◆ Dataset entries ◆
::::

use anyhow::{Context, Result};
use clap::Parser;
use tracing::info;

use wwjd::{config::ProviderConfig, constants, guidance, web_server, AnthropicClient};

// Define the command-line interface structure using clap
#[derive(Parser, Debug)]
#[command(author, version, about, long_about = None)]
#[command(propagate_version = true)]
struct Cli {
    #[command(subcommand)]
    command: Commands,
}

// Define the available subcommands
#[derive(clap::Subcommand, Debug)]
enum Commands {
    /// Start the guidance and prayer wall web server.
    Serve {
        #[arg(long, env = "WWJD_HOST", default_value = constants::DEFAULT_HOST, help = "Address to listen on.")]
        host: String,
        #[arg(long, env = "PORT", default_value_t = constants::DEFAULT_PORT, help = "Port for the web server.")]
        port: u16,
        #[command(flatten)]
        provider: ProviderConfig,
    },
    /// Ask a single question and print the scripture-based answer as JSON.
    Ask {
        #[arg(help = "The question or situation to seek guidance on.")]
        question: String,
        #[command(flatten)]
        provider: ProviderConfig,
    },
}

// The main entry point of the application, using tokio's async runtime
#[tokio::main]
async fn main() -> Result<()> {
    // Load .env file if present (for ANTHROPIC_API_KEY and friends)
    dotenvy::dotenv().ok();

    // Reads log level from RUST_LOG environment variable (e.g., RUST_LOG=info,wwjd=debug)
    tracing_subscriber::fmt()
        .with_env_filter(tracing_subscriber::EnvFilter::from_default_env())
        .with_writer(std::io::stderr)
        .init();

    let cli = Cli::parse();

    match cli.command {
        Commands::Serve { host, port, provider } => {
            info!("Starting WWJD on {}:{}...", host, port);
            web_server::start_web_server(&host, port, provider).await?;
            info!("Shutdown complete.");
        }
        Commands::Ask { question, provider } => {
            provider.validate().context("Invalid provider configuration")?;
            let client = AnthropicClient::new(provider).context("Failed to build Anthropic client")?;
            let scripture = guidance::ask_guidance(&client, Some(&question))
                .await
                .context("Failed to get guidance")?;
            println!("{}", serde_json::to_string_pretty(&scripture)?);
        }
    }

    Ok(())
}
// Defaults for the provider client and limits shared by the handlers.
// Anything operators may want to change is also exposed through `config`.

pub const DEFAULT_ANTHROPIC_BASE_URL: &str = "https://api.anthropic.com";
pub const ANTHROPIC_VERSION: &str = "2023-06-01";
pub const DEFAULT_MODEL: &str = "claude-3-sonnet-20240229";
pub const DEFAULT_MAX_TOKENS: u32 = 3015;
pub const DEFAULT_TEMPERATURE: f32 = 0.5;
pub const DEFAULT_REQUEST_TIMEOUT_SECS: u64 = 60;

pub const DEFAULT_PORT: u16 = 3000;
pub const DEFAULT_HOST: &str = "127.0.0.1";

/// Shortest question (after trimming) the guidance endpoint accepts.
pub const MIN_QUESTION_CHARS: usize = 3;

// Prayer wall posting bounds, counted in characters.
pub const MIN_PRAYER_CHARS: usize = 10;
pub const MAX_PRAYER_CHARS: usize = 500;
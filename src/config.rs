use clap::Args;
use std::time::Duration;
use thiserror::Error;

use crate::constants;

#[derive(Debug, Error)]
pub enum ConfigError {
    #[error("ANTHROPIC_API_KEY is not set")]
    MissingApiKey,

    #[error("temperature must be between 0.0 and 1.0, got {0}")]
    InvalidTemperature(f32),

    #[error("max tokens must be greater than zero")]
    InvalidMaxTokens,
}

/// Settings for the Anthropic Messages API client.
///
/// Every field can come from a flag or from the environment (including a
/// `.env` file loaded at startup).
#[derive(Args, Debug, Clone)]
pub struct ProviderConfig {
    /// Anthropic API key.
    #[arg(long, env = "ANTHROPIC_API_KEY", hide_env_values = true)]
    pub api_key: String,

    /// Base URL of the Anthropic API.
    #[arg(long, env = "ANTHROPIC_BASE_URL", default_value = constants::DEFAULT_ANTHROPIC_BASE_URL)]
    pub base_url: String,

    /// Model used for every completion.
    #[arg(long, env = "WWJD_MODEL", default_value = constants::DEFAULT_MODEL)]
    pub model: String,

    #[arg(long, env = "WWJD_MAX_TOKENS", default_value_t = constants::DEFAULT_MAX_TOKENS)]
    pub max_tokens: u32,

    #[arg(long, env = "WWJD_TEMPERATURE", default_value_t = constants::DEFAULT_TEMPERATURE)]
    pub temperature: f32,

    /// Seconds to wait for the provider before giving up on a request.
    #[arg(long, env = "WWJD_REQUEST_TIMEOUT_SECS", default_value_t = constants::DEFAULT_REQUEST_TIMEOUT_SECS)]
    pub request_timeout_secs: u64,
}

impl ProviderConfig {
    /// Config with defaults for everything but the key.
    pub fn new(api_key: impl Into<String>) -> Self {
        Self {
            api_key: api_key.into(),
            base_url: constants::DEFAULT_ANTHROPIC_BASE_URL.to_string(),
            model: constants::DEFAULT_MODEL.to_string(),
            max_tokens: constants::DEFAULT_MAX_TOKENS,
            temperature: constants::DEFAULT_TEMPERATURE,
            request_timeout_secs: constants::DEFAULT_REQUEST_TIMEOUT_SECS,
        }
    }

    pub fn with_base_url(mut self, base_url: impl Into<String>) -> Self {
        self.base_url = base_url.into();
        self
    }

    pub fn request_timeout(&self) -> Duration {
        Duration::from_secs(self.request_timeout_secs)
    }

    /// Refuse configurations the server must not start with.
    pub fn validate(&self) -> Result<(), ConfigError> {
        if self.api_key.trim().is_empty() {
            return Err(ConfigError::MissingApiKey);
        }
        if !(0.0..=1.0).contains(&self.temperature) {
            return Err(ConfigError::InvalidTemperature(self.temperature));
        }
        if self.max_tokens == 0 {
            return Err(ConfigError::InvalidMaxTokens);
        }
        Ok(())
    }
}

#[cfg(test)]
mod tests {
    use super::*;

    #[test]
    fn test_defaults() {
        let config = ProviderConfig::new("sk-test");
        assert_eq!(config.model, "claude-3-sonnet-20240229");
        assert_eq!(config.max_tokens, 3015);
        assert_eq!(config.request_timeout(), Duration::from_secs(60));
        assert!(config.validate().is_ok());
    }

    #[test]
    fn test_blank_key_rejected() {
        let config = ProviderConfig::new("   ");
        assert!(matches!(config.validate(), Err(ConfigError::MissingApiKey)));
    }

    #[test]
    fn test_out_of_range_temperature_rejected() {
        let mut config = ProviderConfig::new("sk-test");
        config.temperature = 1.5;
        assert!(matches!(config.validate(), Err(ConfigError::InvalidTemperature(_))));
    }

    #[test]
    fn test_zero_max_tokens_rejected() {
        let mut config = ProviderConfig::new("sk-test");
        config.max_tokens = 0;
        assert!(matches!(config.validate(), Err(ConfigError::InvalidMaxTokens)));
    }
}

::::

◆ Required work ◆
From the material above, set down exactly the lines between the line holding "answer as JSON." and the line holding "async fn main()", inclusive. Include nothing else.

◆ Task output ◆
    /// Ask a single question and print the scripture-based answer as JSON.
    Ask {
        #[arg(help = "The question or situation to seek guidance on.")]
        question: String,
        #[command(flatten)]
        provider: ProviderConfig,
    },
}

// The main entry point of the application, using tokio's async runtime
#[tokio::main]
async fn main() -> Result<()> {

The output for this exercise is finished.